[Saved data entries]
-=-=-

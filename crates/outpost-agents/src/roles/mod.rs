//! Role task state machines.
//!
//! Each role is one implementation of the [`Role`] trait: a named-state
//! machine that inspects one agent's memory and the world, performs at most
//! one world-mutating action per tick, and writes the next state back into
//! memory. The next state is always fully determined by the current state
//! and the action's same-tick status code; the only randomness anywhere is
//! the initial gather-source pick, which is persisted on first use.
//!
//! Failure semantics: a status outside a handler's explicitly handled set
//! is logged and treated as a no-op — the agent stays in its state and
//! retries next tick. One agent's confusion never stops the loop.

pub mod builder;
pub mod charger;
pub mod harvester;
pub mod loader;
pub mod maintainer;
pub mod scout;

use rand::Rng;
use tracing::{debug, warn};

use outpost_types::{
    ActionStatus, ActionVerb, Agent, AgentMemory, CapabilityModule, FacilityKind, ModuleCatalog,
    ResourceKind, RoleKind, TaskState, ZoneId,
};
use outpost_world::World;

pub use builder::Builder;
pub use charger::Charger;
pub use harvester::Harvester;
pub use loader::Loader;
pub use maintainer::Maintainer;
pub use scout::Scout;

/// A behavior template shared by all agents of one role.
///
/// Implementations are immutable at runtime; one instance per role lives in
/// the [`RoleRoster`] and is shared by every agent of that role.
pub trait Role {
    /// Which role this is.
    fn kind(&self) -> RoleKind;

    /// How many agents of this role the zone wants right now. Zero means
    /// the role should not be produced (and excess members are
    /// decommissioned).
    fn desired_count(&self, world: &dyn World, zone: ZoneId) -> u32;

    /// The module catalog used to size this role's loadouts.
    fn catalog(&self) -> ModuleCatalog;

    /// The minimum loadout every agent of this role is guaranteed.
    fn min_loadout(&self) -> Vec<CapabilityModule>;

    /// The task states this role's machine declares.
    fn states(&self) -> &'static [TaskState];

    /// The state entered when memory holds no recognized state.
    fn initial_state(&self) -> TaskState;

    /// Execute one tick for one agent in the given (validated) state and
    /// return the next state.
    fn handle(
        &self,
        state: TaskState,
        agent: &Agent,
        memory: &mut AgentMemory,
        world: &mut dyn World,
    ) -> TaskState;

    /// Run one tick for one agent: validate the persisted state, dispatch
    /// the handler, and write the next state back into memory.
    ///
    /// An unrecognized or missing state resets to the initial state and
    /// performs no action this tick.
    fn run(&self, agent: &Agent, memory: &mut AgentMemory, world: &mut dyn World) {
        let Some(state) = memory.state.filter(|s| self.states().contains(s)) else {
            debug!(
                agent = %agent.name,
                role = %self.kind(),
                state = ?self.initial_state(),
                "Resetting task state"
            );
            memory.state = Some(self.initial_state());
            return;
        };
        let next = self.handle(state, agent, memory, world);
        memory.state = Some(next);
    }
}

/// The role catalog, in declared processing order.
///
/// The order here is the order the population controller reconciles roles
/// in, which in turn decides which role's agents claim contested targets
/// first within a tick.
pub struct RoleRoster {
    roles: Vec<Box<dyn Role>>,
}

impl RoleRoster {
    /// The standard six-role roster.
    pub fn standard() -> Self {
        Self {
            roles: vec![
                Box::new(Harvester),
                Box::new(Charger),
                Box::new(Builder),
                Box::new(Maintainer),
                Box::new(Loader),
                Box::new(Scout),
            ],
        }
    }

    /// Iterate roles in declared order.
    pub fn iter(&self) -> impl Iterator<Item = &dyn Role> {
        self.roles.iter().map(|role| role.as_ref())
    }

    /// Look up one role by kind.
    pub fn get(&self, kind: RoleKind) -> Option<&dyn Role> {
        self.iter().find(|role| role.kind() == kind)
    }
}

impl Default for RoleRoster {
    fn default() -> Self {
        Self::standard()
    }
}

// ---------------------------------------------------------------------------
// Shared handlers
// ---------------------------------------------------------------------------

/// Gather energy from the agent's persisted source node.
///
/// A full stock transitions to `when_full` without acting. The source is
/// picked uniformly at random on first use and persisted; it is only
/// cleared when the world reports it invalid. `NotInRange` issues
/// fire-and-forget movement toward the source the same tick.
pub(crate) fn gather(
    agent: &Agent,
    memory: &mut AgentMemory,
    world: &mut dyn World,
    current: TaskState,
    when_full: TaskState,
) -> TaskState {
    if agent.stock.is_full() {
        return when_full;
    }

    let source = match memory.source {
        Some(id) => id,
        None => {
            let nodes = world.nodes(agent.zone);
            if nodes.is_empty() {
                rally(agent, world);
                return current;
            }
            let idx = rand::rng().random_range(0..nodes.len());
            let Some(node) = nodes.get(idx) else {
                return current;
            };
            debug!(agent = %agent.name, source = %node.id, "Picked gather source");
            memory.source = Some(node.id);
            node.id
        }
    };

    match world.perform(agent.id, ActionVerb::Harvest, source, Some(ResourceKind::Energy)) {
        ActionStatus::Ok => current,
        ActionStatus::NotInRange => {
            world.move_toward(agent.id, source);
            current
        }
        ActionStatus::InvalidTarget => {
            // Stale source; re-select next tick.
            memory.source = None;
            current
        }
        ActionStatus::NotEnoughResources => {
            // Node ran dry; it regenerates, so wait in place.
            current
        }
        other => {
            warn!(agent = %agent.name, status = ?other, "Unhandled harvest status");
            current
        }
    }
}

/// Move toward the zone's rally point (its first factory).
pub(crate) fn rally(agent: &Agent, world: &mut dyn World) {
    let factory = world
        .facilities(agent.zone)
        .iter()
        .find(|f| f.kind == FacilityKind::Factory)
        .map(|f| f.id);
    if let Some(id) = factory {
        world.move_toward(agent.id, id);
    }
}

#[cfg(test)]
#[allow(clippy::unwrap_used)]
pub(crate) mod test_support {
    //! Fixture helpers shared by the role test suites.

    use outpost_types::{Position, RoleKind};
    use outpost_world::{SimWorld, stock};

    use super::*;

    /// A standard worker loadout.
    pub fn worker_loadout() -> Vec<CapabilityModule> {
        vec![
            CapabilityModule::Carry,
            CapabilityModule::Move,
            CapabilityModule::Work,
        ]
    }

    /// One zone with a factory at (10, 10) and a node at (2, 2).
    pub fn gather_world() -> (SimWorld, ZoneId) {
        let mut world = SimWorld::new();
        let zone = world.add_zone("Test");
        world
            .add_facility(zone, FacilityKind::Factory, Position::new(10, 10))
            .unwrap();
        world.add_node(zone, 1_000, 1_000, 10, Position::new(2, 2)).unwrap();
        (world, zone)
    }

    /// Add a friendly agent of `role` and return its snapshot and memory.
    pub fn spawn_member(
        world: &mut SimWorld,
        zone: ZoneId,
        role: RoleKind,
        name: &str,
        pos: Position,
    ) -> (Agent, AgentMemory) {
        world
            .add_agent(zone, name, AgentMemory::new(role), worker_loadout(), pos)
            .unwrap();
        let agent = world.agent_by_name(name).unwrap();
        let memory = World::memory(world, name).unwrap();
        (agent, memory)
    }

    /// Fill an agent's stock with energy.
    pub fn fill_with_energy(world: &mut SimWorld, agent: &Agent) {
        let free = agent.stock.free_capacity();
        if let Some(a) = world.agent_mut(agent.id) {
            stock::deposit(&mut a.stock, ResourceKind::Energy, free).unwrap();
        }
    }

    /// Run one tick of `role` for the named agent against live world state,
    /// returning the updated memory.
    pub fn run_once(role: &dyn Role, world: &mut SimWorld, name: &str) -> AgentMemory {
        let agent = world.agent_by_name(name).unwrap();
        let mut memory = World::memory(world, name).unwrap();
        role.run(&agent, &mut memory, world);
        World::set_memory(world, name, memory.clone());
        memory
    }

    #[test]
    fn unrecognized_state_resets_to_initial() {
        let (mut world, zone) = gather_world();
        let (agent, mut memory) =
            spawn_member(&mut world, zone, RoleKind::Harvester, "h-1", Position::new(3, 3));
        // A state the harvester never declares.
        memory.state = Some(TaskState::Fixing);

        Harvester.run(&agent, &mut memory, &mut world);

        assert_eq!(memory.state, Some(TaskState::Harvesting));
        // The reset tick performs no action: no source picked yet.
        assert!(memory.source.is_none());
    }

    #[test]
    fn roster_is_in_declared_order() {
        let roster = RoleRoster::standard();
        let kinds: Vec<RoleKind> = roster.iter().map(Role::kind).collect();
        assert_eq!(
            kinds,
            vec![
                RoleKind::Harvester,
                RoleKind::Charger,
                RoleKind::Builder,
                RoleKind::Maintainer,
                RoleKind::Loader,
                RoleKind::Scout,
            ]
        );
        assert!(roster.get(RoleKind::Scout).is_some());
    }
}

-=-=-

Aim of the task: Working through the records, find each line containing the word "roles" and copy it.

Exercise result:
filename crates/outpost-agents/src/roles/mod.rs
/// The order here is the order the population controller reconciles roles
    roles: Vec<Box<dyn Role>>,
            roles: vec![
    /// Iterate roles in declared order.
        self.roles.iter().map(|role| role.as_ref())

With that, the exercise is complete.